Since I had that conversation, my heart has gone from desert-hard to back-east pliable. Time and experience have pick-axed me to the point where something can grow there.

Still, when our message at church was “Why are there so many hypocrites in the church?”, my first thought was the guy in the mirror.

To be honest, I’ve been forgiven a lot and my heart isn’t the arid piece of baked rock it used to be. I try, with varying degrees of success, to look beyond the surface and accept people as children of God–and when I miss badly enough, I’m humble enough to hear the whisper that says “You know that’s my child, too.”

Put a different way, I don’t think I’m what society thinks of when they consider the concept of Christian hypocrisy.

I’ve been forgiven a lot of things. I know how blessed I am just to do things like get in the car and go to the store and buy food to eat. I haven’t always been able to do that. I know that when I damn other people I’m damning myself first.

My hypocrisy is far more subtle, and maybe more damaging. I’ve been through some things now. I was out of work for almost two years. Last year, during the hardest project I’ve ever worked on, I was beset with something that sapped my strength and brain-power. Then, when I couldn’t take it any more, I went on partial disability–and was promptly denied my insurance claim. While this happened, the system we implemented and I supported blew up with all the splendor of the July 4 finale (if it included a couple nuclear warheads).

All that and more happened, and here I am.

You’d think that if anyone would get the concept that God is looking out for me, I’d be the guy.

I’m not. I’m too small and too selfish and too worried about what might happen. To be clear, I was out of work for two years and looking at being unable to work for the rest of my life maybe. And here I am.

My hypocrisy is soft and small and it leads me to do things that aren’t as noteworthy as angrily condemning them, whoever they happen to be.

My hypocrisy is the kind that makes difficult days just a little harder. It makes you want that therapeutic glass of wine just a little more. It’s borne of fear, not hate.

More to the point, I know better.

So I’m sorry for my hypocrisy. I’m sorry for being small while you were hurting. I’m sorry for being self-absorbed when you were afraid or tired. I’m sorry for missing the mountain of crap in your life because I couldn’t see past my own mountain.
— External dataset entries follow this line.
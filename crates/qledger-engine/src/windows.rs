//! Time-window reconciliation.
//!
//! Two independent windows govern an account:
//! - the credit window (7 days), after which `credits` is set back to the
//!   plan's full entitlement;
//! - the image window (10 hours), after which `daily_image_count` returns to 0.
//!
//! A window has elapsed when `now - last_reset > window`. Each elapsed window
//! resets exactly once and its timestamp advances to `now`, so reconciling
//! again with the same `now` is a no-op.

use qledger_models::time::{EpochMillis, MILLIS_PER_DAY, MILLIS_PER_HOUR};
use qledger_models::Account;
use tracing::debug;

use crate::catalog::PlanCatalog;

/// Length of the credit window.
pub const CREDIT_WINDOW_MS: EpochMillis = 7 * MILLIS_PER_DAY;

/// Length of the image window in hours.
pub const IMAGE_WINDOW_HOURS: u32 = 10;

/// Length of the image window.
pub const IMAGE_WINDOW_MS: EpochMillis = IMAGE_WINDOW_HOURS as EpochMillis * MILLIS_PER_HOUR;

/// Result of reconciling an account against the clock.
#[derive(Debug, Clone, PartialEq, Eq)]
pub struct Reconciliation {
    /// The account after zero, one or two resets.
    pub account: Account,
    /// Whether the credit window reset.
    pub credit_reset: bool,
    /// Whether the image window reset.
    pub image_reset: bool,
}

impl Reconciliation {
    /// True if any field changed and the account should be persisted.
    pub fn changed(&self) -> bool {
        self.credit_reset || self.image_reset
    }
}

fn elapsed(last_reset: EpochMillis, now: EpochMillis, window: EpochMillis) -> bool {
    now.saturating_sub(last_reset) > window
}

/// Apply any elapsed window resets to `account` as of `now`.
///
/// Credits are overwritten with the entitlement, never incremented.
pub fn reconcile_windows<P: PlanCatalog + ?Sized>(
    account: &Account,
    catalog: &P,
    now: EpochMillis,
) -> Reconciliation {
    let mut next = account.clone();
    let mut credit_reset = false;
    let mut image_reset = false;

    if elapsed(account.last_credit_reset, now, CREDIT_WINDOW_MS) {
        next.credits = catalog.entitlement_for(account.plan);
        next.last_credit_reset = now;
        credit_reset = true;
    }

    if elapsed(account.last_image_reset, now, IMAGE_WINDOW_MS) {
        next.daily_image_count = 0;
        next.last_image_reset = now;
        image_reset = true;
    }

    if credit_reset || image_reset {
        debug!(
            user_id = %account.user_id,
            credit_reset,
            image_reset,
            credits = next.credits,
            "Reconciled quota windows"
        );
    }

    Reconciliation {
        account: next,
        credit_reset,
        image_reset,
    }
}

#[cfg(test)]
mod tests {
    use super::*;
    use crate::catalog::StaticPlanCatalog;
    use qledger_models::PlanTier;

    const NOW: EpochMillis = 1_750_000_000_000;

    fn account() -> Account {
        Account::new("user", NOW)
    }

    #[test]
    fn test_no_reset_inside_both_windows() {
        let a = account().with_credits(3).with_daily_image_count(2);
        let r = reconcile_windows(&a, &StaticPlanCatalog, NOW + MILLIS_PER_HOUR);
        assert!(!r.changed());
        assert_eq!(r.account, a);
    }

    #[test]
    fn test_credit_reset_overwrites_balance() {
        let a = account()
            .with_plan(PlanTier::Plus)
            .with_credits(1000)
            .with_resets(NOW - 8 * MILLIS_PER_DAY, NOW);
        let r = reconcile_windows(&a, &StaticPlanCatalog, NOW);
        assert!(r.credit_reset);
        assert!(!r.image_reset);
        assert_eq!(r.account.credits, 1000);
        assert_eq!(r.account.last_credit_reset, NOW);
    }

    #[test]
    fn test_credit_reset_never_adds() {
        for credits in [0, 42, 100, 9_999] {
            let a = account()
                .with_credits(credits)
                .with_resets(NOW - CREDIT_WINDOW_MS - 1, NOW);
            let r = reconcile_windows(&a, &StaticPlanCatalog, NOW);
            assert_eq!(r.account.credits, 100, "starting from {}", credits);
        }
    }

    #[test]
    fn test_exact_window_boundary_does_not_reset() {
        let a = account().with_credits(1).with_resets(NOW - CREDIT_WINDOW_MS, NOW - IMAGE_WINDOW_MS);
        let r = reconcile_windows(&a, &StaticPlanCatalog, NOW);
        assert!(!r.changed());

        let r = reconcile_windows(&a, &StaticPlanCatalog, NOW + 1);
        assert!(r.credit_reset);
        assert!(r.image_reset);
    }

    #[test]
    fn test_image_reset_leaves_credits_alone() {
        let a = account()
            .with_credits(7)
            .with_daily_image_count(3)
            .with_resets(NOW, NOW - 11 * MILLIS_PER_HOUR);
        let r = reconcile_windows(&a, &StaticPlanCatalog, NOW);
        assert!(r.image_reset);
        assert!(!r.credit_reset);
        assert_eq!(r.account.daily_image_count, 0);
        assert_eq!(r.account.credits, 7);
        assert_eq!(r.account.last_image_reset, NOW);
        assert_eq!(r.account.last_credit_reset, NOW);
    }

    #[test]
    fn test_credit_reset_leaves_image_count_alone() {
        let a = account()
            .with_credits(0)
            .with_daily_image_count(2)
            .with_resets(NOW - 8 * MILLIS_PER_DAY, NOW - MILLIS_PER_HOUR);
        let r = reconcile_windows(&a, &StaticPlanCatalog, NOW);
        assert!(r.credit_reset);
        assert_eq!(r.account.daily_image_count, 2);
    }

    #[test]
    fn test_both_windows_reset_in_one_pass() {
        let a = account()
            .with_plan(PlanTier::Pro)
            .with_credits(4)
            .with_daily_image_count(9)
            .with_resets(NOW - 30 * MILLIS_PER_DAY, NOW - 30 * MILLIS_PER_DAY);
        let r = reconcile_windows(&a, &StaticPlanCatalog, NOW);
        assert!(r.credit_reset && r.image_reset);
        assert_eq!(r.account.credits, 500);
        assert_eq!(r.account.daily_image_count, 0);
    }

    #[test]
    fn test_reconcile_is_idempotent() {
        let a = account()
            .with_credits(12)
            .with_daily_image_count(3)
            .with_resets(NOW - 9 * MILLIS_PER_DAY, NOW - 12 * MILLIS_PER_HOUR);
        let once = reconcile_windows(&a, &StaticPlanCatalog, NOW);
        let twice = reconcile_windows(&once.account, &StaticPlanCatalog, NOW);
        assert_eq!(once.account, twice.account);
        assert!(!twice.changed());
    }

    #[test]
    fn test_clock_behind_last_reset_is_noop() {
        let a = account().with_credits(1);
        let r = reconcile_windows(&a, &StaticPlanCatalog, NOW - MILLIS_PER_DAY);
        assert!(!r.changed());
    }
}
God, as written in the Bible, is pretty clear about a lot of things. He tells us not to worry, specifically about what we’ll eat or drink or wear. He tells us this because he’s set us down here to be Him to each other. And it’s really, really hard to mimic perfect love when you’re worried about what you’re going to lose.

For me, that’s the really toxic Christian hypocrisy.

It’s not attractive to other people to believe in a God whose followers claim is mighty, but don’t really believe it.

And my faith, such as it is, has been an enormous help to me. It’s changed the ground of my heart. The pity is, my own insecurities mask those changes.